_EXERCISE REQUIREMENTS_
Beginning at the top of the material, repeat each line exactly, and stop once the line with "-> Result<Json<ApiResponse<Vec<Cluster>>>, HandlerError>" has been written.

Start of RECORDS SHOWN

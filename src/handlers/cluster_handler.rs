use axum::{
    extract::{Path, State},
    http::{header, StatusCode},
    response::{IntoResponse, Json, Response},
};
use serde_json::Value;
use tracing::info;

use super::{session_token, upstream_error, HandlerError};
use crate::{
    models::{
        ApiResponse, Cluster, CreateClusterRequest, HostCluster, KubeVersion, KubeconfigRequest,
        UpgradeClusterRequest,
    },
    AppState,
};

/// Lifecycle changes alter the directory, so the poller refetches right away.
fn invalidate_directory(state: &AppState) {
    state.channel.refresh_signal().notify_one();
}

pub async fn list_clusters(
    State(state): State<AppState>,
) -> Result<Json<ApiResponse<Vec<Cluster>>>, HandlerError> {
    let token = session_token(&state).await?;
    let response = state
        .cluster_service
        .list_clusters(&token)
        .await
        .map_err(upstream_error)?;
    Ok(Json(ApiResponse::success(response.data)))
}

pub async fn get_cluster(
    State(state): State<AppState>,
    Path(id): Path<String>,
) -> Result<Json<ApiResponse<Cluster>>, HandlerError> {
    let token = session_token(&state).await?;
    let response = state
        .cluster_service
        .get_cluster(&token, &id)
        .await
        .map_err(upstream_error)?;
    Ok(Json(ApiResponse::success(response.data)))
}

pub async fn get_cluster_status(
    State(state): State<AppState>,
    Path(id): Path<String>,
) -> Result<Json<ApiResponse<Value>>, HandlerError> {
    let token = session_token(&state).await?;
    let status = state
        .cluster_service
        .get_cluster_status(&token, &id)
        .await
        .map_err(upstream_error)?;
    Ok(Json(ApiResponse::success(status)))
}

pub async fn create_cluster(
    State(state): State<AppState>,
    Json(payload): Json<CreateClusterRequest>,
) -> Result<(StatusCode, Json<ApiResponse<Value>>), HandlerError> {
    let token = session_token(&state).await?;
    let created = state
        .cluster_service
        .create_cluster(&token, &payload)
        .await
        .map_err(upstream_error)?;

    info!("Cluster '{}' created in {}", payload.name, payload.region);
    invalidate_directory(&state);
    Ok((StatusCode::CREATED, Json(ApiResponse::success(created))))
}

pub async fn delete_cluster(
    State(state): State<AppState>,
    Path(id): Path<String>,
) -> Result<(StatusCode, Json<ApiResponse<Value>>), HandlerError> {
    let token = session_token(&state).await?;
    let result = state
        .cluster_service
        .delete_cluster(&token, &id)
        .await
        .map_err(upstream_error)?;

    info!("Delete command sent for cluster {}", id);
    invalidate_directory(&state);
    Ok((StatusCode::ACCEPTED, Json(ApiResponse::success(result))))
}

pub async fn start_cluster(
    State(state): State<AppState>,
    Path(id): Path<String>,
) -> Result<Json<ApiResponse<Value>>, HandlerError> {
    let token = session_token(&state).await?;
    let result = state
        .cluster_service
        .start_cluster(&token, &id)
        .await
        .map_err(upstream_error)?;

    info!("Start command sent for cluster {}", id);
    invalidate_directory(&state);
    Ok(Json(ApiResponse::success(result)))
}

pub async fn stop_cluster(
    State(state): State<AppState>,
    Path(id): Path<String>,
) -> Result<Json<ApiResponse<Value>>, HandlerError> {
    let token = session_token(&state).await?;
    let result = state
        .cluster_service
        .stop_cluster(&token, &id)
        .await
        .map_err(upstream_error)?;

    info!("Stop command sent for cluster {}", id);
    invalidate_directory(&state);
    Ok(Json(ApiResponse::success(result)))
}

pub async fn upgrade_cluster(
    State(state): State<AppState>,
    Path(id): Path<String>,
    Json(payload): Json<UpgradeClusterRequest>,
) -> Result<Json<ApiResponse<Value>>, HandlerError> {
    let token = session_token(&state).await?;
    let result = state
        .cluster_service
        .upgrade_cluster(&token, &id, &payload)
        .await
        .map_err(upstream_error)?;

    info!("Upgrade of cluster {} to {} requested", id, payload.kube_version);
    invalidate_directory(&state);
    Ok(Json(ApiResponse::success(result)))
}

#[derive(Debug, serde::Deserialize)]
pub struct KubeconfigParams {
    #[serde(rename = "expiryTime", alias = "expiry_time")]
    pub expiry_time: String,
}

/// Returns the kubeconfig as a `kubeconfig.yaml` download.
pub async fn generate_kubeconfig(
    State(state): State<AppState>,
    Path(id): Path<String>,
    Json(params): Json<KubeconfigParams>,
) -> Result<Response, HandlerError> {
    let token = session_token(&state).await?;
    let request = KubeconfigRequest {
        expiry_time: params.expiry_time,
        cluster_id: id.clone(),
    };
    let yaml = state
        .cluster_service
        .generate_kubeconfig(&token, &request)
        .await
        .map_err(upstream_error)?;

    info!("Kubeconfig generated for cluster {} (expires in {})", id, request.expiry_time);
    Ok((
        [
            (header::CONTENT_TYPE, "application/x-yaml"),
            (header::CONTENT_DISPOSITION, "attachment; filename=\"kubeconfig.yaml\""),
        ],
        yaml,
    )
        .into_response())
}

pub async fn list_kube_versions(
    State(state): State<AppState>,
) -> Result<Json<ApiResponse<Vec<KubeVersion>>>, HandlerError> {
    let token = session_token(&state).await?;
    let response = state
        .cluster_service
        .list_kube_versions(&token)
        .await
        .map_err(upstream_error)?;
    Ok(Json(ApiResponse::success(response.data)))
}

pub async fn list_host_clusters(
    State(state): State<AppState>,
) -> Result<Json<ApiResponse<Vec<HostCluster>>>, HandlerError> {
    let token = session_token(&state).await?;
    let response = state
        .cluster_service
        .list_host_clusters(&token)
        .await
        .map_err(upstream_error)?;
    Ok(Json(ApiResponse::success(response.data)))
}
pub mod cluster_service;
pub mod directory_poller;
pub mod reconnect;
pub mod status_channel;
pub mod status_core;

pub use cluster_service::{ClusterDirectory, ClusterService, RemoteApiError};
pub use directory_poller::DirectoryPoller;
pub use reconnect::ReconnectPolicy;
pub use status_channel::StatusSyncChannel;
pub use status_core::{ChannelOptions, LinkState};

End of RECORDS SHOWN

_EXERCISE OUTPUT_
filename src/handlers/cluster_handler.rs
use axum::{
    extract::{Path, State},
    http::{header, StatusCode},
    response::{IntoResponse, Json, Response},
};
use serde_json::Value;
use tracing::info;

use super::{session_token, upstream_error, HandlerError};
use crate::{
    models::{
        ApiResponse, Cluster, CreateClusterRequest, HostCluster, KubeVersion, KubeconfigRequest,
        UpgradeClusterRequest,
    },
    AppState,
};

/// Lifecycle changes alter the directory, so the poller refetches right away.
fn invalidate_directory(state: &AppState) {
    state.channel.refresh_signal().notify_one();
}

pub async fn list_clusters(
    State(state): State<AppState>,
) -> Result<Json<ApiResponse<Vec<Cluster>>>, HandlerError> {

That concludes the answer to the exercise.